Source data
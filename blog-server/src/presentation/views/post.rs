use blog_content::PostDetail;
use maud::{Markup, html};

use super::{layout, rich_text};
use crate::domain::page::DetailState;

pub(crate) fn render(site_name: &str, state: &DetailState) -> Markup {
    match state {
        DetailState::Generating => generating(site_name),
        DetailState::NotFound => not_found(site_name),
        DetailState::Ready(post) => ready(site_name, post),
    }
}

// Страница сама перезагружается, пока пост генерируется в фоне.
fn generating(site_name: &str) -> Markup {
    let head = html! { meta http-equiv="refresh" content="1"; };
    let body = html! {
        main.content-container {
            p.loading { "Carregando..." }
        }
    };
    layout::page(site_name, "Carregando...", head, body)
}

fn not_found(site_name: &str) -> Markup {
    let body = html! {
        main.content-container {
            h1 { "Post não encontrado" }
            a href="/" { "Voltar para a página inicial" }
        }
    };
    layout::page(site_name, "Post não encontrado", html! {}, body)
}

fn ready(site_name: &str, post: &PostDetail) -> Markup {
    let body = html! {
        div.banner {
            img src=(post.banner.url) alt=(post.title);
        }
        main.content-container {
            h1 { (post.title) }
            section.post-meta {
                div {
                    time datetime=[post.first_publication_date.map(|d| d.to_rfc3339())] {
                        (post.display_date())
                    }
                }
                div { (post.author) }
                div { (post.reading_time()) " min" }
            }
            @for section in &post.content {
                article.content {
                    h3 { (section.heading) }
                    div.post-content {
                        (rich_text::render(&section.body))
                    }
                }
            }
        }
    };
    layout::page(site_name, &post.title, html! {}, body)
}
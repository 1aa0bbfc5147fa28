use axum::{Json, Router, extract::State, routing::get};
use serde::Serialize;

use super::{AppState, routes};

pub(crate) fn routes(state: AppState) -> Router {
    Router::new()
        .route("/healthz", get(health_handler))
        .merge(routes::router())
        .with_state(state)
}

#[derive(Debug, Serialize)]
struct HealthzResponse {
    status: &'static str,
    generated_pages: usize,
}

async fn health_handler(State(state): State<AppState>) -> Json<HealthzResponse> {
    Json(HealthzResponse {
        status: "ok",
        generated_pages: state.blog_service.generated_pages(),
    })
}
pub(crate) mod logging;
pub(crate) mod settings;
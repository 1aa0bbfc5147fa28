use axum::{
    extract::{Path, Query, State},
    http::{HeaderName, HeaderValue, StatusCode, header},
    response::{Html, IntoResponse, Response},
};
use tracing::warn;
use validator::Validate;

use crate::domain::page::DetailState;
use crate::presentation::AppState;
use crate::presentation::app_error::AppResult;
use crate::presentation::handlers::posts::NextPageQuery;
use crate::presentation::views::{home, post};

fn cache_control(revalidate_secs: u64) -> (HeaderName, String) {
    (
        header::CACHE_CONTROL,
        format!(
            "public, s-maxage={revalidate_secs}, stale-while-revalidate={revalidate_secs}"
        ),
    )
}

fn no_store() -> (HeaderName, HeaderValue) {
    (header::CACHE_CONTROL, HeaderValue::from_static("no-store"))
}

pub(crate) async fn home_page(State(state): State<AppState>) -> AppResult<Response> {
    let page = state.blog_service.listing().await?;
    let markup = home::render(&state.site_name, &page);

    Ok((
        [cache_control(state.revalidate_secs)],
        Html(markup.into_string()),
    )
        .into_response())
}

pub(crate) async fn post_page(
    State(state): State<AppState>,
    Path(slug): Path<String>,
) -> AppResult<Response> {
    let detail = state.blog_service.detail(&slug)?;
    let html = Html(post::render(&state.site_name, &detail).into_string());

    let response = match detail {
        DetailState::Ready(_) => ([cache_control(state.revalidate_secs)], html).into_response(),
        DetailState::Generating => ([no_store()], html).into_response(),
        DetailState::NotFound => (
            StatusCode::NOT_FOUND,
            [cache_control(state.revalidate_secs)],
            html,
        )
            .into_response(),
    };
    Ok(response)
}

/// Фрагмент `<li>` для кнопки «Carregar mais posts». Курсор следующей
/// страницы уходит в заголовке [`home::NEXT_PAGE_HEADER`].
pub(crate) async fn posts_fragment(
    State(state): State<AppState>,
    Query(query): Query<NextPageQuery>,
) -> AppResult<Response> {
    query.validate()?;
    let page = state.blog_service.next_page(&query.cursor).await?;
    let html = Html(home::post_items(&page.results).into_string());

    let mut response = ([no_store()], html).into_response();
    if let Some(next) = page.next_page.as_deref() {
        match HeaderValue::from_str(next) {
            Ok(value) => {
                response
                    .headers_mut()
                    .insert(HeaderName::from_static(home::NEXT_PAGE_HEADER), value);
            }
            Err(err) => warn!(error = %err, "next page cursor is not a valid header value"),
        }
    }
    Ok(response)
}
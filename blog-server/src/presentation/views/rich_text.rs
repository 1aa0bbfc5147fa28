//! Отрисовка rich text из content API в HTML.

use std::collections::BTreeSet;

use blog_content::{RichTextBlock, Span};
use maud::{Markup, html};
use serde_json::Value;

enum Group<'a> {
    Block(&'a RichTextBlock),
    List {
        ordered: bool,
        items: Vec<&'a RichTextBlock>,
    },
}

pub(crate) fn render(blocks: &[RichTextBlock]) -> Markup {
    html! {
        @for group in group_lists(blocks) {
            @match group {
                Group::Block(block) => (render_block(block)),
                Group::List { ordered: true, items } => ol {
                    @for item in items { li { (render_text(item)) } }
                },
                Group::List { ordered: false, items } => ul {
                    @for item in items { li { (render_text(item)) } }
                },
            }
        }
    }
}

fn list_kind(block: &RichTextBlock) -> Option<bool> {
    match block.kind.as_str() {
        "list-item" => Some(false),
        "o-list-item" => Some(true),
        _ => None,
    }
}

fn group_lists(blocks: &[RichTextBlock]) -> Vec<Group<'_>> {
    let mut groups = Vec::new();
    for block in blocks {
        let Some(ordered) = list_kind(block) else {
            groups.push(Group::Block(block));
            continue;
        };
        if let Some(Group::List {
            ordered: current,
            items,
        }) = groups.last_mut()
        {
            if *current == ordered {
                items.push(block);
                continue;
            }
        }
        groups.push(Group::List {
            ordered,
            items: vec![block],
        });
    }
    groups
}

fn render_block(block: &RichTextBlock) -> Markup {
    match block.kind.as_str() {
        "heading1" => html! { h1 { (render_text(block)) } },
        "heading2" => html! { h2 { (render_text(block)) } },
        "heading3" => html! { h3 { (render_text(block)) } },
        "heading4" => html! { h4 { (render_text(block)) } },
        "heading5" => html! { h5 { (render_text(block)) } },
        "heading6" => html! { h6 { (render_text(block)) } },
        "preformatted" => html! { pre { (block.text.as_deref().unwrap_or_default()) } },
        "image" => render_image(block),
        "embed" => render_embed(block),
        _ => html! { p { (render_text(block)) } },
    }
}

fn render_image(block: &RichTextBlock) -> Markup {
    let Some(url) = string_field(block.extra.get("url")).filter(|url| is_safe_url(url)) else {
        return html! {};
    };
    let alt = string_field(block.extra.get("alt")).unwrap_or_default();

    html! {
        p.block-img { img src=(url) alt=(alt); }
    }
}

fn render_embed(block: &RichTextBlock) -> Markup {
    let oembed = block.extra.get("oembed");
    let embed_url = string_field(oembed.and_then(|o| o.get("embed_url")));
    let Some(url) = embed_url.filter(|url| is_safe_url(url)) else {
        return html! {};
    };
    let title = string_field(oembed.and_then(|o| o.get("title"))).unwrap_or(url);

    html! {
        div.embed data-oembed=(url) { a href=(url) rel="noopener noreferrer" { (title) } }
    }
}

fn render_text(block: &RichTextBlock) -> Markup {
    let text = block.text.as_deref().unwrap_or_default();
    if text.is_empty() {
        return html! {};
    }

    let ranges: Vec<(usize, usize, &Span)> = block
        .spans
        .iter()
        .map(|span| {
            (
                byte_offset(text, span.start),
                byte_offset(text, span.end),
                span,
            )
        })
        .filter(|(start, end, _)| start < end)
        .collect();

    let mut boundaries = BTreeSet::from([0, text.len()]);
    for (start, end, _) in &ranges {
        boundaries.insert(*start);
        boundaries.insert(*end);
    }
    let boundaries: Vec<usize> = boundaries.into_iter().collect();

    let segments = boundaries.windows(2).map(|window| {
        let (from, to) = (window[0], window[1]);
        let active: Vec<&Span> = ranges
            .iter()
            .filter(|(start, end, _)| *start <= from && *end >= to)
            .map(|(_, _, span)| *span)
            .collect();
        (active, &text[from..to])
    });

    html! {
        @for (active, segment) in segments {
            (wrap(&active, segment))
        }
    }
}

fn wrap(spans: &[&Span], text: &str) -> Markup {
    let Some((span, rest)) = spans.split_first() else {
        return render_lines(text);
    };
    let inner = wrap(rest, text);

    match span.kind.as_str() {
        "strong" => html! { strong { (inner) } },
        "em" => html! { em { (inner) } },
        "hyperlink" => match resolve_link(span.data.as_ref()) {
            Some(Link::Internal(path)) => html! { a href=(path) { (inner) } },
            Some(Link::External { url, target }) => html! {
                a href=(url) target=[target] rel="noopener noreferrer" { (inner) }
            },
            None => inner,
        },
        "label" => {
            let label = string_field(span.data.as_ref().and_then(|d| d.get("label")));
            html! { span class=[label] { (inner) } }
        }
        _ => inner,
    }
}

fn render_lines(text: &str) -> Markup {
    html! {
        @for (index, line) in text.split('\n').enumerate() {
            @if index > 0 { br; }
            (line)
        }
    }
}

enum Link<'a> {
    Internal(String),
    External {
        url: &'a str,
        target: Option<&'a str>,
    },
}

fn resolve_link(data: Option<&Value>) -> Option<Link<'_>> {
    let data = data?;
    match string_field(data.get("link_type")) {
        Some("Document") => {
            let uid = string_field(data.get("uid"))?;
            Some(Link::Internal(format!("/post/{uid}")))
        }
        _ => {
            let url = string_field(data.get("url")).filter(|url| is_safe_url(url))?;
            Some(Link::External {
                url,
                target: string_field(data.get("target")),
            })
        }
    }
}

fn string_field(value: Option<&Value>) -> Option<&str> {
    value.and_then(Value::as_str)
}

fn is_safe_url(url: &str) -> bool {
    ["https://", "http://", "mailto:"]
        .iter()
        .any(|scheme| url.starts_with(scheme))
}

/// Переводит смещение в UTF-16 единицах в байтовое смещение строки.
fn byte_offset(text: &str, utf16_offset: usize) -> usize {
    let mut units = 0;
    for (index, ch) in text.char_indices() {
        if units >= utf16_offset {
            return index;
        }
        units += ch.len_utf16();
    }
    text.len()
}
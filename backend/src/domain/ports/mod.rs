//! Domain ports for the hexagonal boundary.
//!
//! Inbound adapters depend on these traits only; outbound adapters (the
//! in-memory store and the Diesel repositories) implement them.

mod macros;
pub(crate) use macros::define_port_error;

mod favorite_repository;
mod person_repository;
mod planet_repository;
mod store_error;
mod user_repository;

pub use favorite_repository::{FavoritePersonRepository, FavoritePlanetRepository};
#[cfg(test)]
pub use favorite_repository::{MockFavoritePersonRepository, MockFavoritePlanetRepository};
#[cfg(test)]
pub use person_repository::MockPersonRepository;
pub use person_repository::PersonRepository;
#[cfg(test)]
pub use planet_repository::MockPlanetRepository;
pub use planet_repository::PlanetRepository;
pub use store_error::StoreError;
#[cfg(test)]
pub use user_repository::MockUserRepository;
pub use user_repository::UserRepository;
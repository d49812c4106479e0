//! In-process harness mirroring the production app wiring.

use actix_web::http::StatusCode;
use actix_web::middleware::{NormalizePath, TrailingSlash};
use actix_web::test::{self, TestRequest};
use actix_web::{App, web};
use serde_json::Value;

use holocron::Trace;
use holocron::inbound::http::configure_routes;
use holocron::inbound::http::health::{HealthState, live, ready};
use holocron::inbound::http::state::HttpState;
use holocron::middleware::trace::TRACE_ID_HEADER;
use holocron::outbound::memory::InMemoryStore;

/// Response captured from one request.
#[derive(Debug)]
pub struct Reply {
    pub status: StatusCode,
    pub trace_id: Option<String>,
    pub body: Value,
}

/// State over a fresh in-memory store.
pub fn memory_state() -> HttpState {
    HttpState::from_store(InMemoryStore::new())
}

/// Send `request` through the full middleware stack over `state`.
pub async fn call(state: &HttpState, request: TestRequest) -> Reply {
    let health = web::Data::new(HealthState::new());
    health.mark_ready();
    let app = test::init_service(
        App::new()
            .app_data(health)
            .app_data(web::Data::new(state.clone()))
            .wrap(NormalizePath::new(TrailingSlash::Trim))
            .wrap(Trace)
            .configure(configure_routes)
            .service(ready)
            .service(live),
    )
    .await;
    let response = test::call_service(&app, request.to_request()).await;
    let status = response.status();
    let trace_id = response
        .headers()
        .get(TRACE_ID_HEADER)
        .and_then(|value| value.to_str().ok())
        .map(str::to_owned);
    let bytes = test::read_body(response).await;
    let body = if bytes.is_empty() {
        Value::Null
    } else {
        serde_json::from_slice(&bytes).expect("response body is JSON")
    };
    Reply {
        status,
        trace_id,
        body,
    }
}

/// `POST` a JSON body and return the created record's `id`.
pub async fn create(state: &HttpState, uri: &str, body: Value) -> i64 {
    let reply = call(state, TestRequest::post().uri(uri).set_json(body)).await;
    assert_eq!(reply.status, StatusCode::OK, "creating via {uri}: {}", reply.body);
    reply.body["inf"]["id"].as_i64().expect("created record has an id")
}
//! Outbound adapters implementing the store ports.
//!
//! - **memory**: a process-local store used when no database is configured
//!   and as the fixture store in tests.
//! - **persistence**: PostgreSQL-backed repositories using Diesel.
//!
//! Adapters translate between domain records and their storage
//! representation. They contain no request handling logic.

pub mod memory;
pub mod persistence;
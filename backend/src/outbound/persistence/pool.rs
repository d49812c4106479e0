//! Async connection pool for Diesel PostgreSQL connections.
//!
//! Wraps `diesel-async` and `bb8`. Checkout is non-blocking and bounded by
//! the configured timeout; failures surface as [`PoolError`] and are turned
//! into `StoreError::Connection` by the repositories.

use std::time::Duration;

use diesel_async::AsyncPgConnection;
use diesel_async::pooled_connection::AsyncDieselConnectionManager;
use diesel_async::pooled_connection::bb8::{Pool, PooledConnection};

/// Errors that can occur during pool operations.
#[derive(Debug, Clone, PartialEq, Eq, thiserror::Error)]
pub enum PoolError {
    /// Failed to check out a connection from the pool.
    #[error("failed to get connection from pool: {message}")]
    Checkout { message: String },

    /// Failed to build the connection pool.
    #[error("failed to build connection pool: {message}")]
    Build { message: String },
}

impl PoolError {
    /// Create a checkout error with the given message.
    pub fn checkout(message: impl Into<String>) -> Self {
        Self::Checkout {
            message: message.into(),
        }
    }

    /// Create a build error with the given message.
    pub fn build(message: impl Into<String>) -> Self {
        Self::Build {
            message: message.into(),
        }
    }
}

/// Pool sizing and timeouts.
///
/// ```ignore
/// let config = PoolConfig::new("postgres://holocron@localhost/holocron")
///     .with_max_size(4)
///     .with_connection_timeout(Duration::from_secs(5));
/// ```
#[derive(Debug, Clone)]
pub struct PoolConfig {
    database_url: String,
    max_size: u32,
    connection_timeout: Duration,
}

impl PoolConfig {
    /// Default number of pooled connections.
    pub const DEFAULT_MAX_SIZE: u32 = 10;

    /// Create a configuration with ten connections and a 30 second checkout
    /// timeout.
    pub fn new(database_url: impl Into<String>) -> Self {
        Self {
            database_url: database_url.into(),
            max_size: Self::DEFAULT_MAX_SIZE,
            connection_timeout: Duration::from_secs(30),
        }
    }

    /// Set the maximum number of connections in the pool. Zero is raised to
    /// one since bb8 rejects an empty pool.
    pub fn with_max_size(mut self, max_size: u32) -> Self {
        self.max_size = max_size.max(1);
        self
    }

    /// Set the connection checkout timeout.
    pub fn with_connection_timeout(mut self, timeout: Duration) -> Self {
        self.connection_timeout = timeout;
        self
    }

    /// Get the database URL.
    pub fn database_url(&self) -> &str {
        &self.database_url
    }
}

/// Async connection pool for PostgreSQL via Diesel.
#[derive(Clone)]
pub struct DbPool {
    inner: Pool<AsyncPgConnection>,
}

impl DbPool {
    /// Build a pool from `config`.
    ///
    /// # Errors
    ///
    /// Returns `PoolError::Build` if the pool cannot be constructed.
    pub async fn new(config: PoolConfig) -> Result<Self, PoolError> {
        let manager = AsyncDieselConnectionManager::<AsyncPgConnection>::new(&config.database_url);

        let pool = Pool::builder()
            .max_size(config.max_size)
            .connection_timeout(config.connection_timeout)
            .build(manager)
            .await
            .map_err(|err| PoolError::build(err.to_string()))?;

        Ok(Self { inner: pool })
    }

    /// Get a connection from the pool.
    ///
    /// # Errors
    ///
    /// Returns `PoolError::Checkout` if a connection cannot be obtained within
    /// the configured timeout.
    pub async fn get(&self) -> Result<PooledConnection<'_, AsyncPgConnection>, PoolError> {
        self.inner
            .get()
            .await
            .map_err(|err| PoolError::checkout(err.to_string()))
    }
}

Task goal: The expected result is every line above containing the string "PoolError".

Problem solution:
//! the configured timeout; failures surface as [`PoolError`] and are turned
pub enum PoolError {
impl PoolError {
    /// Returns `PoolError::Build` if the pool cannot be constructed.
    pub async fn new(config: PoolConfig) -> Result<Self, PoolError> {
            .map_err(|err| PoolError::build(err.to_string()))?;
    /// Returns `PoolError::Checkout` if a connection cannot be obtained within
    pub async fn get(&self) -> Result<PooledConnection<'_, AsyncPgConnection>, PoolError> {
            .map_err(|err| PoolError::checkout(err.to_string()))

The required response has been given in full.